As a “New Hire” pilot/navigator for Pan Am in 1965 I was on top of the world. There were a few problems, I had no money, extremely low pay and a wife and two children. But for my participation in the Air Force Reserve on weekends and days off I would have certainly been at the bottom of the pilots economic scale, but I was working for the “World’s Most Experienced Airline”. (It was rumored that this title came from having the most experiences, many of them bad).
After operating several flights as a navigator across the North Atlantic, I was fortunate enough to get assigned to a flight to South America. I found the navigation burden much less on this route, in fact most Pan Am captains could use the radar to get a drift angle by painting the terrain and interpreting the Doppler shift of the beam on the screen. This was combined with a few erratic ADF facilities that may or may not be working and their personal knowledge of the route to successfully navigate without the help of their navigator.

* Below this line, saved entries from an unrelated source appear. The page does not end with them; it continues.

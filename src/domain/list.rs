//! List Entity
//!
//! Ordered column within a board. `position` ranks lists sharing a `board_id`.

use serde::{Deserialize, Serialize};
use super::entity::{Entity, Table};

#[derive(Debug, Clone, PartialEq, Serialize, Deserialize)]
pub struct List {
    pub id: String,
    pub title: String,
    pub board_id: String,
    /// Rank among siblings; dense or sparse, not necessarily unique
    pub position: i64,
}

impl Entity for List {
    const TABLE: Table = Table::Lists;

    fn id(&self) -> &str {
        &self.id
    }
}

#[derive(Debug, Clone, PartialEq, Serialize)]
pub struct NewList {
    pub title: String,
    pub board_id: String,
    pub position: i64,
}

#[derive(Debug, Clone, Default, PartialEq, Serialize)]
pub struct ListPatch {
    #[serde(skip_serializing_if = "Option::is_none")]
    pub title: Option<String>,
    #[serde(skip_serializing_if = "Option::is_none")]
    pub position: Option<i64>,
}

impl ListPatch {
    pub fn title(title: impl Into<String>) -> Self {
        Self {
            title: Some(title.into()),
            ..Default::default()
        }
    }

    pub fn position(position: i64) -> Self {
        Self {
            position: Some(position),
            ..Default::default()
        }
    }

    pub fn is_empty(&self) -> bool {
        self.title.is_none() && self.position.is_none()
    }
}
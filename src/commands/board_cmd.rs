//! Board Commands
//!
//! Boards are scoped by owner: every write re-asserts `user_id`.

use serde_json::Value;
use std::sync::Arc;
use tokio::sync::watch;

use super::{first_row, Gateway, GatewayStatus};
use crate::domain::validation::{require_id, validate_title};
use crate::domain::{decode_rows, encode_row, Board, BoardPatch, DomainError, DomainResult, NewBoard, Table};
use crate::repository::{Filter, Query, RowStore};

pub struct BoardCommands {
    rows: Arc<dyn RowStore>,
    gateway: Gateway,
    max_title_len: usize,
}

impl BoardCommands {
    pub fn new(rows: Arc<dyn RowStore>, max_title_len: usize) -> Self {
        Self {
            rows,
            gateway: Gateway::new("boards"),
            max_title_len,
        }
    }

    pub fn status(&self) -> GatewayStatus {
        self.gateway.status()
    }

    pub fn subscribe(&self) -> watch::Receiver<GatewayStatus> {
        self.gateway.subscribe()
    }

    /// Create a board owned by `user_id`
    pub async fn create(&self, title: &str, user_id: &str) -> DomainResult<Board> {
        self.gateway
            .execute("create", async move {
                let title = validate_title(title, self.max_title_len)?;
                require_id(user_id, "user")?;
                let row = encode_row(&NewBoard {
                    title,
                    user_id: user_id.to_string(),
                })?;
                first_row(self.rows.insert(Table::Boards, vec![row]).await?)
            })
            .await
    }

    /// All boards of `user_id`, in insertion order
    pub async fn fetch_all(&self, user_id: &str) -> DomainResult<Vec<Board>> {
        self.gateway
            .execute("fetch", async move {
                require_id(user_id, "user")?;
                let rows = self
                    .rows
                    .select(Table::Boards, &Query::new().eq("user_id", user_id))
                    .await?;
                decode_rows(rows)
            })
            .await
    }

    pub async fn update(&self, id: &str, patch: BoardPatch, user_id: &str) -> DomainResult<()> {
        self.gateway
            .execute("update", async move {
                require_id(id, "board")?;
                require_id(user_id, "user")?;
                let mut patch = patch;
                if let Some(title) = &patch.title {
                    patch.title = Some(validate_title(title, self.max_title_len)?);
                }
                if patch.is_empty() {
                    return Err(DomainError::InvalidInput("Nothing to update".into()));
                }
                self.rows
                    .update(Table::Boards, encode_row(&patch)?, &owner_guard(id, user_id))
                    .await
            })
            .await
    }

    /// Delete a board and everything under it: comments, cards, lists, then the board.
    /// A board that is already gone, or not owned by `user_id`, deletes nothing.
    pub async fn delete(&self, id: &str, user_id: &str) -> DomainResult<()> {
        self.gateway
            .execute("delete", async move {
                require_id(id, "board")?;
                require_id(user_id, "user")?;
                let guard = owner_guard(id, user_id);

                let owned = self
                    .rows
                    .select(Table::Boards, &Query { filters: guard.clone(), order_by: None })
                    .await?;
                if owned.is_empty() {
                    log::debug!("Board {} already gone", id);
                    return Ok(());
                }

                let list_ids = ids(self.rows.select(Table::Lists, &Query::new().eq("board_id", id)).await?);
                if !list_ids.is_empty() {
                    let card_ids = ids(
                        self.rows
                            .select(Table::Cards, &Query::new().is_in("list_id", list_ids.clone()))
                            .await?,
                    );
                    if !card_ids.is_empty() {
                        self.rows
                            .delete(Table::Comments, &[Filter::is_in("card_id", card_ids)])
                            .await?;
                        self.rows
                            .delete(Table::Cards, &[Filter::is_in("list_id", list_ids)])
                            .await?;
                    }
                    self.rows
                        .delete(Table::Lists, &[Filter::eq("board_id", id)])
                        .await?;
                }
                self.rows.delete(Table::Boards, &guard).await?;
                log::info!("Deleted board {}", id);
                Ok(())
            })
            .await
    }
}

fn owner_guard(id: &str, user_id: &str) -> Vec<Filter> {
    vec![Filter::eq("id", id), Filter::eq("user_id", user_id)]
}

/// The `id` column of each row
pub(crate) fn ids(rows: Vec<crate::domain::Row>) -> Vec<String> {
    rows.into_iter()
        .filter_map(|mut r| match r.remove("id") {
            Some(Value::String(id)) => Some(id),
            _ => None,
        })
        .collect()
}
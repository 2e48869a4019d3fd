//! Board DragDrop Utilities
//!
//! Framework-agnostic drag-and-drop state for board lists and cards.
//! Uses movement threshold to distinguish click from drag.

use serde::{Deserialize, Serialize};

/// What kind of thing is being dragged
#[derive(Clone, Copy, Debug, PartialEq, Eq, Hash, Serialize, Deserialize)]
#[serde(rename_all = "lowercase")]
pub enum DragKind {
    /// A card, dropped into a list
    Card,
    /// A list, dropped onto the board
    List,
}

/// A slot inside a droppable container (container id, index)
#[derive(Clone, Debug, PartialEq, Eq, Serialize, Deserialize)]
pub struct DragLocation {
    pub container_id: String,
    pub index: usize,
}

impl DragLocation {
    pub fn new(container_id: impl Into<String>, index: usize) -> Self {
        Self {
            container_id: container_id.into(),
            index,
        }
    }
}

/// Finished drag gesture, handed to the reorder protocol
#[derive(Clone, Debug, PartialEq, Eq, Serialize, Deserialize)]
pub struct DragResult {
    pub draggable_id: String,
    pub kind: DragKind,
    pub source: DragLocation,
    /// None when released outside every droppable container
    pub destination: Option<DragLocation>,
}

impl DragResult {
    /// Dropped nowhere, or dropped back into the slot it came from
    pub fn is_noop(&self) -> bool {
        match &self.destination {
            None => true,
            Some(dest) => *dest == self.source,
        }
    }
}

/// Movement threshold in pixels to start dragging
pub const DRAG_THRESHOLD_PX: i32 = 5;

#[derive(Clone, Debug)]
struct Pending {
    draggable_id: String,
    kind: DragKind,
    source: DragLocation,
    start_x: i32,
    start_y: i32,
}

/// DnD state for one board canvas
#[derive(Debug, Default)]
pub struct DragTracker {
    /// Pressed but not yet dragging
    pending: Option<Pending>,
    dragging: bool,
    drop_target: Option<DragLocation>,
    drag_just_ended: bool,
}

impl DragTracker {
    pub fn new() -> Self {
        Self::default()
    }

    /// Pointer pressed on a draggable.
    /// Records pending drag with start position; only the primary button arms it.
    pub fn press(
        &mut self,
        button: i16,
        draggable_id: impl Into<String>,
        kind: DragKind,
        source: DragLocation,
        x: i32,
        y: i32,
    ) {
        if button != 0 {
            return;
        }
        self.pending = Some(Pending {
            draggable_id: draggable_id.into(),
            kind,
            source,
            start_x: x,
            start_y: y,
        });
        self.dragging = false;
        self.drop_target = None;
        self.drag_just_ended = false;
    }

    /// Pointer moved. Returns true when this movement started the drag.
    pub fn pointer_move(&mut self, x: i32, y: i32) -> bool {
        if self.dragging {
            return false;
        }
        let Some(pending) = &self.pending else {
            return false;
        };
        let dx = (x - pending.start_x).abs();
        let dy = (y - pending.start_y).abs();
        if dx > DRAG_THRESHOLD_PX || dy > DRAG_THRESHOLD_PX {
            self.dragging = true;
            return true;
        }
        false
    }

    /// Pointer entered a drop slot. Slots of another kind are ignored.
    pub fn enter_slot(&mut self, kind: DragKind, slot: DragLocation) {
        if !self.dragging {
            return;
        }
        if let Some(pending) = &self.pending {
            if pending.kind == kind {
                self.drop_target = Some(slot);
            }
        }
    }

    /// Pointer left the current drop slot
    pub fn leave_slot(&mut self) {
        if self.dragging {
            self.drop_target = None;
        }
    }

    /// Pointer released. Yields a result only if a drag was actually in progress;
    /// a plain click returns None.
    pub fn release(&mut self) -> Option<DragResult> {
        let pending = self.pending.take();
        let was_dragging = std::mem::replace(&mut self.dragging, false);
        let destination = self.drop_target.take();

        match pending {
            Some(p) if was_dragging => {
                self.drag_just_ended = true;
                Some(DragResult {
                    draggable_id: p.draggable_id,
                    kind: p.kind,
                    source: p.source,
                    destination,
                })
            }
            _ => None,
        }
    }

    /// Abort any pending or active drag without producing a result
    pub fn cancel(&mut self) {
        self.pending = None;
        self.dragging = false;
        self.drop_target = None;
    }

    pub fn is_dragging(&self) -> bool {
        self.dragging
    }

    pub fn dragging_id(&self) -> Option<&str> {
        if self.dragging {
            self.pending.as_ref().map(|p| p.draggable_id.as_str())
        } else {
            None
        }
    }

    pub fn drop_target(&self) -> Option<&DragLocation> {
        self.drop_target.as_ref()
    }

    /// True once right after a drag ends, so the trailing click can be swallowed
    pub fn take_drag_just_ended(&mut self) -> bool {
        std::mem::take(&mut self.drag_just_ended)
    }
}

/// Remove the element at `from` and reinsert it at `to`.
/// `to` is an index into the sequence *without* the moved element and is clamped.
pub fn reinsert<T>(items: &mut Vec<T>, from: usize, to: usize) {
    if from >= items.len() {
        return;
    }
    let moved = items.remove(from);
    let to = to.min(items.len());
    items.insert(to, moved);
}

#[cfg(test)]
mod tests {
    use super::*;

    fn press_card(tracker: &mut DragTracker) {
        tracker.press(0, "card-1", DragKind::Card, DragLocation::new("list-a", 0), 100, 100);
    }

    #[test]
    fn test_click_without_movement_yields_nothing() {
        let mut tracker = DragTracker::new();
        press_card(&mut tracker);
        assert!(!tracker.pointer_move(103, 102));
        assert!(!tracker.is_dragging());
        assert!(tracker.release().is_none());
        assert!(!tracker.take_drag_just_ended());
    }

    #[test]
    fn test_drag_past_threshold_produces_result() {
        let mut tracker = DragTracker::new();
        press_card(&mut tracker);
        assert!(tracker.pointer_move(100, 110));
        assert_eq!(tracker.dragging_id(), Some("card-1"));

        tracker.enter_slot(DragKind::Card, DragLocation::new("list-b", 2));
        let result = tracker.release().expect("drag result");
        assert_eq!(result.draggable_id, "card-1");
        assert_eq!(result.source, DragLocation::new("list-a", 0));
        assert_eq!(result.destination, Some(DragLocation::new("list-b", 2)));
        assert!(!result.is_noop());

        assert!(tracker.take_drag_just_ended());
        assert!(!tracker.take_drag_just_ended());
    }

    #[test]
    fn test_secondary_button_does_not_arm() {
        let mut tracker = DragTracker::new();
        tracker.press(2, "card-1", DragKind::Card, DragLocation::new("list-a", 0), 0, 0);
        assert!(!tracker.pointer_move(50, 50));
        assert!(tracker.release().is_none());
    }

    #[test]
    fn test_slot_of_other_kind_is_ignored() {
        let mut tracker = DragTracker::new();
        press_card(&mut tracker);
        tracker.pointer_move(200, 100);
        tracker.enter_slot(DragKind::List, DragLocation::new("board", 1));
        assert!(tracker.drop_target().is_none());
    }

    #[test]
    fn test_release_outside_is_noop() {
        let mut tracker = DragTracker::new();
        press_card(&mut tracker);
        tracker.pointer_move(200, 100);
        tracker.enter_slot(DragKind::Card, DragLocation::new("list-b", 0));
        tracker.leave_slot();
        let result = tracker.release().expect("drag result");
        assert!(result.destination.is_none());
        assert!(result.is_noop());
    }

    #[test]
    fn test_same_slot_is_noop() {
        let result = DragResult {
            draggable_id: "l1".into(),
            kind: DragKind::List,
            source: DragLocation::new("board", 1),
            destination: Some(DragLocation::new("board", 1)),
        };
        assert!(result.is_noop());
    }

    #[test]
    fn test_reinsert() {
        let mut ids = vec!["a", "b", "c"];
        reinsert(&mut ids, 0, 2);
        assert_eq!(ids, vec!["b", "c", "a"]);

        let mut ids = vec!["a", "b", "c"];
        reinsert(&mut ids, 2, 0);
        assert_eq!(ids, vec!["c", "a", "b"]);

        let mut ids = vec!["a", "b"];
        reinsert(&mut ids, 0, 10);
        assert_eq!(ids, vec!["b", "a"]);
    }

    #[test]
    fn test_drag_kind_serialization() {
        assert_eq!(serde_json::to_string(&DragKind::Card).unwrap(), "\"card\"");
        let kind: DragKind = serde_json::from_str("\"list\"").unwrap();
        assert_eq!(kind, DragKind::List);
    }
}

On this particular flight my Captain was Dick B., who was somewhat arrogant and aloof, and at this point in my new career the only captain, in fact the only man that I had ever seen wearing clear nail polish.
My layover had been in the “Paris of South America”, Buenos Aires, a great place for food and fun and extremely inexpensive.
After completing our operations briefing I gathered up enough paperwork to overgross a Cessna 150 and followed the captain out to the Boeing 707 waiting to go to New York. As we climbed up the boarding stairs an obviously inebriated Australian met us at the entrance to the aircraft. He said to Captain B., “So your the ******* Captain are you, you’re going to take us to New York.” With no hesitation Captain B. stared at the passenger and said “No sir, I am taking this aircraft to New York, you are not going!” The passenger got to spend another day in beautiful Buenos Aires.